> **Records contained in a dataset**:
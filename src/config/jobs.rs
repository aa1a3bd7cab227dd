use serde::Deserialize;

use crate::bias::{CorrectionKind, Quantity, VariableRule};

/// Bias correction of one simulated variable.
///
/// `simulated_climatology` and `precip_std` may hold either a ready
/// 12-month climatology or the series it is aggregated from.
#[derive(Debug, Deserialize, Clone, PartialEq)]
pub struct DebiasJob {
    pub variable: String,
    /// File names or glob patterns of the raw simulated series.
    pub series: Vec<String>,
    pub simulated_climatology: String,
    pub observed: String,
    #[serde(default)]
    pub observed_variable: String,
    #[serde(default)]
    pub precip_std: Option<String>,
}

/// Variable computed from other variables before any bias correction.
#[derive(Debug, Deserialize, Clone, PartialEq)]
#[serde(tag = "kind")]
pub enum DeriveJob {
    #[serde(rename(deserialize = "precip_sum"))]
    PrecipSum {
        convective: String,
        large_scale: String,
        #[serde(default)]
        unit_factor: Option<f64>,
        output: String,
    },
    #[serde(rename(deserialize = "overcast_radiation"))]
    OvercastRadiation {
        actual: String,
        clear_sky: String,
        cloud_fraction: String,
        output: String,
    },
    #[serde(rename(deserialize = "actual_radiation"))]
    ActualRadiation {
        clear_sky: String,
        overcast: String,
        cloud_fraction: String,
        output: String,
    },
}

impl DeriveJob {
    pub fn output(&self) -> &str {
        match self {
            DeriveJob::PrecipSum { output, .. }
            | DeriveJob::OvercastRadiation { output, .. }
            | DeriveJob::ActualRadiation { output, .. } => output,
        }
    }

    pub fn inputs(&self) -> Vec<&str> {
        match self {
            DeriveJob::PrecipSum { convective, large_scale, .. } => vec![convective.as_str(), large_scale.as_str()],
            DeriveJob::OvercastRadiation { actual, clear_sky, cloud_fraction, .. } => {
                vec![actual.as_str(), clear_sky.as_str(), cloud_fraction.as_str()]
            }
            DeriveJob::ActualRadiation { clear_sky, overcast, cloud_fraction, .. } => {
                vec![clear_sky.as_str(), overcast.as_str(), cloud_fraction.as_str()]
            }
        }
    }
}

/// Rule override for a variable, with the correction defaulting to the
/// usual one for its quantity.
#[derive(Debug, Deserialize, Clone, Copy)]
pub struct VariableRuleEntry {
    pub quantity: Quantity,
    #[serde(default)]
    pub correction: Option<CorrectionKind>,
}

impl From<VariableRuleEntry> for VariableRule {
    fn from(entry: VariableRuleEntry) -> Self {
        let mut rule = VariableRule::new(entry.quantity);
        if let Some(correction) = entry.correction {
            rule.correction = correction;
        }
        rule
    }
}

#[cfg(test)]
mod tests {
    use super::*;

    #[test]
    fn test_derive_job_kinds() {
        let job: DeriveJob = serde_json::from_str(
            r#"{"kind": "precip_sum", "convective": "PRECC.tif", "large_scale": "PRECL.tif", "output": "PRECT.tif"}"#,
        )
        .unwrap();
        assert_eq!(job.output(), "PRECT.tif");
        assert_eq!(job.inputs(), vec!["PRECC.tif", "PRECL.tif"]);

        let unknown = serde_json::from_str::<DeriveJob>(r#"{"kind": "co2", "output": "x"}"#);
        assert!(unknown.is_err());
    }

    #[test]
    fn test_rule_entry_defaults_to_quantity() {
        let entry: VariableRuleEntry = serde_json::from_str(r#"{"quantity": "precipitation"}"#).unwrap();
        assert_eq!(VariableRule::from(entry).correction, CorrectionKind::Multiplicative);

        let entry: VariableRuleEntry =
            serde_json::from_str(r#"{"quantity": "cloud_fraction", "correction": "multiplicative"}"#).unwrap();
        assert_eq!(VariableRule::from(entry).correction, CorrectionKind::Multiplicative);
    }
}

> **Task prompt**:
Every line above from the line with "pub fn output(&self)" to the line with "for its quantity." is wanted, ends included; write them out exactly and add no other line.

> **Response to the task**:
    pub fn output(&self) -> &str {
        match self {
            DeriveJob::PrecipSum { output, .. }
            | DeriveJob::OvercastRadiation { output, .. }
            | DeriveJob::ActualRadiation { output, .. } => output,
        }
    }

    pub fn inputs(&self) -> Vec<&str> {
        match self {
            DeriveJob::PrecipSum { convective, large_scale, .. } => vec![convective.as_str(), large_scale.as_str()],
            DeriveJob::OvercastRadiation { actual, clear_sky, cloud_fraction, .. } => {
                vec![actual.as_str(), clear_sky.as_str(), cloud_fraction.as_str()]
            }
            DeriveJob::ActualRadiation { clear_sky, overcast, cloud_fraction, .. } => {
                vec![clear_sky.as_str(), overcast.as_str(), cloud_fraction.as_str()]
            }
        }
    }
}

/// Rule override for a variable, with the correction defaulting to the
/// usual one for its quantity.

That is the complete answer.